§ Materials provided
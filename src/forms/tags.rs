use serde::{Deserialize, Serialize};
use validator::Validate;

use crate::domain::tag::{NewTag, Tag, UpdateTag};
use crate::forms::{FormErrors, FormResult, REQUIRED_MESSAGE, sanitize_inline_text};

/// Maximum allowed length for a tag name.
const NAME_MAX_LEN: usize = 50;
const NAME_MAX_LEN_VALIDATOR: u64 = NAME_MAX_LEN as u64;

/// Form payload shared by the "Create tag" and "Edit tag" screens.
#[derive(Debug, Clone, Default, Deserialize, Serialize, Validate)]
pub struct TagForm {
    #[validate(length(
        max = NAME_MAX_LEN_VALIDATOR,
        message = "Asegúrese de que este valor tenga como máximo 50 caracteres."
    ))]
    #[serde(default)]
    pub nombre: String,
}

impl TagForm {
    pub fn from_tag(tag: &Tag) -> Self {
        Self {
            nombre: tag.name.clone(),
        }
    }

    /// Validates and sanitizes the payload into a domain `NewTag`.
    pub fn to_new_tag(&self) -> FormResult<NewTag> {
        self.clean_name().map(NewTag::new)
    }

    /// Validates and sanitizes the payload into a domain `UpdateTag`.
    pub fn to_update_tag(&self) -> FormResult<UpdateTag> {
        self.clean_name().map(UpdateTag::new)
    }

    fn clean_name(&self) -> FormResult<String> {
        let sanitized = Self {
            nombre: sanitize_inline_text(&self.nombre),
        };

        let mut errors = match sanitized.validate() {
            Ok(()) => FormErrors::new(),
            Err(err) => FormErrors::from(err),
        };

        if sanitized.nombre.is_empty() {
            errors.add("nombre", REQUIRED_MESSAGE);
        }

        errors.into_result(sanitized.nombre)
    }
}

---

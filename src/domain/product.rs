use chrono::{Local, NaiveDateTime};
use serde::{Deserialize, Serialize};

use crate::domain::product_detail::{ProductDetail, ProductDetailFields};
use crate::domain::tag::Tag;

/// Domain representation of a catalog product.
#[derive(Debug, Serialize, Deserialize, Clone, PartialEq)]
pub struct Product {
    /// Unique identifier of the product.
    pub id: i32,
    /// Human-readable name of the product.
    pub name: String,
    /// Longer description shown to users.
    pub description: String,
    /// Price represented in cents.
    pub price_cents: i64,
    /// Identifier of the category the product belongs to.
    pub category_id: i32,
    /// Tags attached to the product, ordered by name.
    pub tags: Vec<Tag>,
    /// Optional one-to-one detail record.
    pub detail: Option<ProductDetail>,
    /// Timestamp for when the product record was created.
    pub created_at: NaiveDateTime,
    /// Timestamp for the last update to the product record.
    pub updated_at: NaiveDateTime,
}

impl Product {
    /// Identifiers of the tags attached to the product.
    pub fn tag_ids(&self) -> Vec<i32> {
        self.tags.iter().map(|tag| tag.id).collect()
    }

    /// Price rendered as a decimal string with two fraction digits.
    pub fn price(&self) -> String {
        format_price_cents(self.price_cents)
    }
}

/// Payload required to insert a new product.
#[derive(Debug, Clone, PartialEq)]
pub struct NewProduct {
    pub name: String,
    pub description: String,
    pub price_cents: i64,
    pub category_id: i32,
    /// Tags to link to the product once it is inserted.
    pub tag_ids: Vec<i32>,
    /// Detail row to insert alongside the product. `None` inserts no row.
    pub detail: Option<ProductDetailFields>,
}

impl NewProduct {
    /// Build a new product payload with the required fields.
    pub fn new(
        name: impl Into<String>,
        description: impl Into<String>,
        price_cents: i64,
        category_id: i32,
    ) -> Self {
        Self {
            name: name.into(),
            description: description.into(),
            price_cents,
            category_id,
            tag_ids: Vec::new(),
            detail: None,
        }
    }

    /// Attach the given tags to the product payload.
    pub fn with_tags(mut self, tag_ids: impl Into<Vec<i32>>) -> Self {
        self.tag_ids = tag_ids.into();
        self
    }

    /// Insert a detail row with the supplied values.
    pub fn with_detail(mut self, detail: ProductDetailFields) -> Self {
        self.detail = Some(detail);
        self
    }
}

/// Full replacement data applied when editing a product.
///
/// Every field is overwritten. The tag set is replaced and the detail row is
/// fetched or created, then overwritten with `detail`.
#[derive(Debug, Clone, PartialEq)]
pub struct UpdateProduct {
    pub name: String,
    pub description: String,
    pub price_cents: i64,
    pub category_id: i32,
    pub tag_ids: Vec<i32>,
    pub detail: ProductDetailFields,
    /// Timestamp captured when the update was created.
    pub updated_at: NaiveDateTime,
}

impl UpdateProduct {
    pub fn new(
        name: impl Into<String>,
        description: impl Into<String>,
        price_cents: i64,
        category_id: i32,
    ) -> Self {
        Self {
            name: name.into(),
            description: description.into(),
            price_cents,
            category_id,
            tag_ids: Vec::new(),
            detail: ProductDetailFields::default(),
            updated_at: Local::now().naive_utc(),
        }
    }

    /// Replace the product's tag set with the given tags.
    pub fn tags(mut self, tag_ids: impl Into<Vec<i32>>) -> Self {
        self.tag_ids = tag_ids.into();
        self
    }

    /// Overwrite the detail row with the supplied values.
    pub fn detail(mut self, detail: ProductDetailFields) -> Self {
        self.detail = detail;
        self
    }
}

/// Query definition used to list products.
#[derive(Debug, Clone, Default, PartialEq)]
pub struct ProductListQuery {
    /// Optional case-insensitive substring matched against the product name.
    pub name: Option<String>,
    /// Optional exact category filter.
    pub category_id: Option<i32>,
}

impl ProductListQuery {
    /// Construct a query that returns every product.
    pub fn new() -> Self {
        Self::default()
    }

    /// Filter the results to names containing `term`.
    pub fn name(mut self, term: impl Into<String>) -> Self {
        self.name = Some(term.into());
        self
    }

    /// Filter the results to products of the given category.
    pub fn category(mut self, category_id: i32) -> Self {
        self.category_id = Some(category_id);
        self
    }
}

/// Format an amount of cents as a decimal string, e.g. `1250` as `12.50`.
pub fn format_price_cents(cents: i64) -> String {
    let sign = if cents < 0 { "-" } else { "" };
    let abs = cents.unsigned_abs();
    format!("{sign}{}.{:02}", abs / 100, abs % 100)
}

§ Your assignment
Where a line above holds the string "overwritten", show that line.

§ Response to the exercise
/// Every field is overwritten. The tag set is replaced and the detail row is
/// fetched or created, then overwritten with `detail`.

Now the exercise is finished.